最後にかけられた言葉についてはチャールズもまったくその通りだと言いたいところだが、さすがに口に出すことはできない。
「もうよい。貴国の茶番にこれ以上付き合ってられん。どうせ今の我が国には、貴国を追い返す以上の力はないのだ……だが、我々が今のままでいると思うなよ。これから我が国は、貴国に匹敵する強靭な国家へと進化を遂げて見せよう。貴国が侵略する気を起こさぬほど強靭な国家へとな。次に我が国を訪れるときは、賠償について考えをまとめておけ」
オスカーはチャールズとディケンズ議員を鋭く睨むと、立ち上がった。
「我々は帰らせてもらう。貴殿らも早く国に帰るがいい。この国から失せろ」
踵を返すオスカーに続き、貴族たちが退室していく。
最後の一人が――例の小柄な青年がチャールズの方を振り返った。チャールズと目が合った青年は、何の感情も見せずに、チャールズたちに何の興味もない様子でまた視線を戻し、部屋を出ていった。
警備兵と書記官と、ディケンズ議員と、チャールズだけが残された会議室が静まり返る。
その静寂を破ったのはディケンズ議員だった。
「は、ハミルトン将軍、先ほどの発言は政府と首相への背任ととられても仕方のない内容ですぞ!」
「……」
よりにもよって今言うのがそれか。そう思いながらチャールズは天を仰いだ。今回ばかりはため息を堪えることもしない。

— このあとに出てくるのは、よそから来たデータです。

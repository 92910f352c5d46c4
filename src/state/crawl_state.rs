use std::collections::HashSet;

/// Per-run record of resolved targets
///
/// Owned by one coordinator and never persisted. Durability across runs comes
/// from the work queue itself; this set only prevents a target from being
/// handled twice when the queue is reloaded mid-run.
#[derive(Debug, Clone, Default)]
pub struct CrawlState {
    processed_ids: HashSet<String>,
}

impl CrawlState {
    /// Creates an empty state for a fresh run
    pub fn new() -> Self {
        Self::default()
    }

    /// Records a target as processed
    ///
    /// Returns `false` if the target was already recorded, in which case the
    /// caller must not handle it again.
    pub fn mark_processed(&mut self, key: &str) -> bool {
        self.processed_ids.insert(key.to_string())
    }

    pub fn is_processed(&self, key: &str) -> bool {
        self.processed_ids.contains(key)
    }

    /// Number of targets handled so far in this run
    pub fn len(&self) -> usize {
        self.processed_ids.len()
    }

    pub fn is_empty(&self) -> bool {
        self.processed_ids.is_empty()
    }

    /// Forgets every recorded target (run start)
    pub fn clear(&mut self) {
        self.processed_ids.clear();
    }
}
//! Work queue module
//!
//! The work queue is one sheet of the document store. Each row names a
//! profile or blog; the result and status columns record the outcome and
//! double as the only durable progress log.
//!
//! # Components
//!
//! - `QueueLayout`: Which columns hold what
//! - `WorkQueueReader`: Loads the rows still waiting to be crawled
//! - `ResultSync`: Writes outcomes back, cell by cell

mod reader;
mod sync;

pub use reader::WorkQueueReader;
pub use sync::{date_stamp, failure_annotation, no_match_marker, ResultSync};

use crate::config::QueueConfig;
use crate::storage::{column_index, CellRef, RangeSpec};
use crate::url::Platform;
use crate::{ConfigError, ConfigResult};
use url::Url;

/// One profile or blog to crawl, taken from a queue row
#[derive(Debug, Clone, PartialEq, Eq)]
pub struct Target {
    /// Lowercased profile handle or blog id
    pub id: String,

    pub platform: Platform,

    /// 1-based sheet row the target was read from
    pub source_row: u32,

    pub canonical_url: Url,

    /// Page the feed walk starts from
    pub feed_entry_url: Url,

    /// Name column value, or the id when that cell is empty
    pub display_name: String,
}

impl Target {
    /// Returns the deduplication key (`platform:id`)
    pub fn key(&self) -> String {
        format!("{}:{}", self.platform, self.id)
    }
}

/// Column layout of the work queue
///
/// Column fields are absolute zero-based sheet columns.
#[derive(Debug, Clone, PartialEq, Eq)]
pub struct QueueLayout {
    pub range: RangeSpec,
    pub header_rows: u32,
    pub url_column: u32,
    pub result_column: u32,
    pub status_column: u32,
    pub name_column: u32,
}

impl QueueLayout {
    pub fn from_config(config: &QueueConfig) -> ConfigResult<Self> {
        let range = RangeSpec::parse(&config.sheet, &config.columns)
            .map_err(|e| ConfigError::Validation(e.to_string()))?;

        let column = |letter: &str| {
            column_index(letter)
                .filter(|c| range.contains_column(*c))
                .ok_or_else(|| {
                    ConfigError::Validation(format!(
                        "column '{}' lies outside {}",
                        letter, config.columns
                    ))
                })
        };

        Ok(Self {
            header_rows: config.header_rows,
            url_column: column(&config.url_column)?,
            result_column: column(&config.result_column)?,
            status_column: column(&config.status_column)?,
            name_column: column(&config.name_column)?,
            range,
        })
    }

    /// Position of an absolute column inside a row read from `range`
    pub fn offset(&self, column: u32) -> usize {
        column.saturating_sub(self.range.first_column) as usize
    }

    /// Address of one cell of the queue sheet
    pub fn cell(&self, column: u32, row: u32) -> CellRef {
        CellRef::new(&self.range.sheet, column, row)
    }
}
//! Upload-Tracker main entry point
//!
//! This is the command-line interface for the campaign upload tracker.

use anyhow::Context;
use clap::Parser;
use std::path::PathBuf;
use tracing_subscriber::EnvFilter;
use upload_tracker::config::{load_config_with_hash, validate, Config};
use upload_tracker::crawler::run_crawl;
use upload_tracker::output::print_summary;
use upload_tracker::queue::{QueueLayout, WorkQueueReader};
use upload_tracker::retry::RetryPolicy;
use upload_tracker::storage::SheetsClient;
use upload_tracker::url::spreadsheet_id_from_input;

/// Upload-Tracker: finds campaign posts on creators' feeds
///
/// Reads creator profiles and blogs from a spreadsheet work queue, walks
/// each feed for recent posts mentioning every campaign keyword, and writes
/// the first match (or the reason there is none) back into the sheet.
#[derive(Parser, Debug)]
#[command(name = "upload-tracker")]
#[command(version)]
#[command(about = "Tracks campaign uploads across creator feeds", long_about = None)]
struct Cli {
    /// Path to TOML configuration file
    #[arg(value_name = "CONFIG")]
    config: PathBuf,

    /// Increase logging verbosity (-v, -vv, -vvv)
    #[arg(short, long, action = clap::ArgAction::Count)]
    verbose: u8,

    /// Suppress non-error output
    #[arg(short, long, conflicts_with = "verbose")]
    quiet: bool,

    /// Override the campaign keyword (comma-separated terms)
    #[arg(long)]
    keyword: Option<String>,

    /// Override the recency window in days
    #[arg(long)]
    window_days: Option<u32>,

    /// Override the per-target post cap
    #[arg(long)]
    post_cap: Option<u32>,

    /// Override the sheet (tab) holding the work queue
    #[arg(long)]
    sheet: Option<String>,

    /// List the targets that would be crawled without crawling them
    #[arg(long, conflicts_with = "list_sheets")]
    dry_run: bool,

    /// List the sheet names of the spreadsheet and exit
    #[arg(long, conflicts_with = "dry_run")]
    list_sheets: bool,
}

#[tokio::main]
async fn main() -> anyhow::Result<()> {
    let cli = Cli::parse();

    // Setup logging based on verbosity
    setup_logging(cli.verbose, cli.quiet);

    // Load and validate configuration
    tracing::info!("Loading configuration from: {}", cli.config.display());
    let (mut config, hash) = load_config_with_hash(&cli.config)
        .with_context(|| format!("failed to load {}", cli.config.display()))?;
    tracing::info!("Configuration loaded successfully (hash: {})", hash);

    apply_overrides(&mut config, &cli)?;

    // Handle different modes
    if cli.list_sheets {
        handle_list_sheets(&config).await
    } else if cli.dry_run {
        handle_dry_run(&config).await
    } else {
        handle_crawl(config).await
    }
}

/// Sets up the logging/tracing subscriber based on verbosity level
fn setup_logging(verbose: u8, quiet: bool) {
    let filter = if quiet {
        // Only show errors
        EnvFilter::new("error")
    } else {
        match verbose {
            0 => EnvFilter::new("upload_tracker=info,warn"),
            1 => EnvFilter::new("upload_tracker=debug,info"),
            2 => EnvFilter::new("upload_tracker=trace,debug"),
            _ => EnvFilter::new("trace"),
        }
    };

    tracing_subscriber::fmt()
        .with_env_filter(filter)
        .with_target(false)
        .with_thread_ids(false)
        .with_file(false)
        .init();
}

/// Applies command-line overrides and re-validates the result
fn apply_overrides(config: &mut Config, cli: &Cli) -> anyhow::Result<()> {
    if let Some(keyword) = &cli.keyword {
        config.search.keyword = keyword.clone();
    }
    if let Some(days) = cli.window_days {
        config.search.window_days = days;
    }
    if let Some(cap) = cli.post_cap {
        config.search.post_cap = cap;
    }
    if let Some(sheet) = &cli.sheet {
        config.queue.sheet = sheet.clone();
    }

    validate(config).context("invalid command-line override")?;
    Ok(())
}

fn sheets_client(config: &Config) -> anyhow::Result<SheetsClient> {
    let spreadsheet_id = spreadsheet_id_from_input(&config.queue.spreadsheet)?;
    Ok(SheetsClient::from_env(&config.sheets_api, &spreadsheet_id)?)
}

/// Handles the --list-sheets mode: prints every sheet title
async fn handle_list_sheets(config: &Config) -> anyhow::Result<()> {
    let client = sheets_client(config)?;
    let titles = client.list_sheets().await?;

    println!("=== Sheets in {} ===\n", config.queue.spreadsheet);
    for (i, title) in titles.iter().enumerate() {
        println!("  {}. {}", i + 1, title);
    }
    Ok(())
}

/// Handles the --dry-run mode: shows the eligible targets without crawling
async fn handle_dry_run(config: &Config) -> anyhow::Result<()> {
    let client = sheets_client(config)?;
    let layout = QueueLayout::from_config(&config.queue)?;
    let reader = WorkQueueReader::new(layout, RetryPolicy::from_config(&config.sync));
    let targets = reader.load_eligible_targets(&client).await?;

    println!("=== Upload-Tracker Dry Run ===\n");

    println!("Search:");
    println!("  Keyword: {}", config.search.keyword);
    println!("  Window: {} days", config.search.window_days);
    println!("  Post cap: {}", config.search.post_cap);
    println!("  Pinned posts: {}", config.search.pinned_posts);

    println!("\nQueue:");
    println!("  Sheet: {}", config.queue.sheet);
    println!("  Columns: {}", config.queue.columns);

    println!("\nEligible Targets ({}):", targets.len());
    for target in &targets {
        println!(
            "  - row {:>4}  {:<24} {}",
            target.source_row, target.display_name, target.canonical_url
        );
    }

    println!("\n✓ Configuration is valid");
    Ok(())
}

/// Handles the main crawl operation
async fn handle_crawl(config: Config) -> anyhow::Result<()> {
    tracing::info!(
        "Searching '{}' within {} days (cap {} posts, driver {:?})",
        config.search.keyword,
        config.search.window_days,
        config.search.post_cap,
        config.browser.driver
    );

    match run_crawl(config).await {
        Ok(summary) => {
            print_summary(&summary);
            Ok(())
        }
        Err(e) => {
            tracing::error!("Run aborted: {}", e);
            Err(e.into())
        }
    }
}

「あれはディケンズ議員の身をお守りするためにやむを得ず言ったことです。私がああ言わなければ、今ごろ我々は彼らに捕らえられて、彼らの野営地に引きずられていたことでしょう。その果てに待っていたのは拷問と惨殺です」
「……ふん、そういうことにしておきましょう」
吐き捨てるように言ったディケンズ議員は床から立ち上がろうとして、立てなかった。
「こ、腰が。ハミルトン将軍」
「ちっ……警備兵、ディケンズ議員に手を貸して差し上げろ」
こいつの手を握るなど御免だ。チャールズはそう思いながら、警備兵たちに命じた。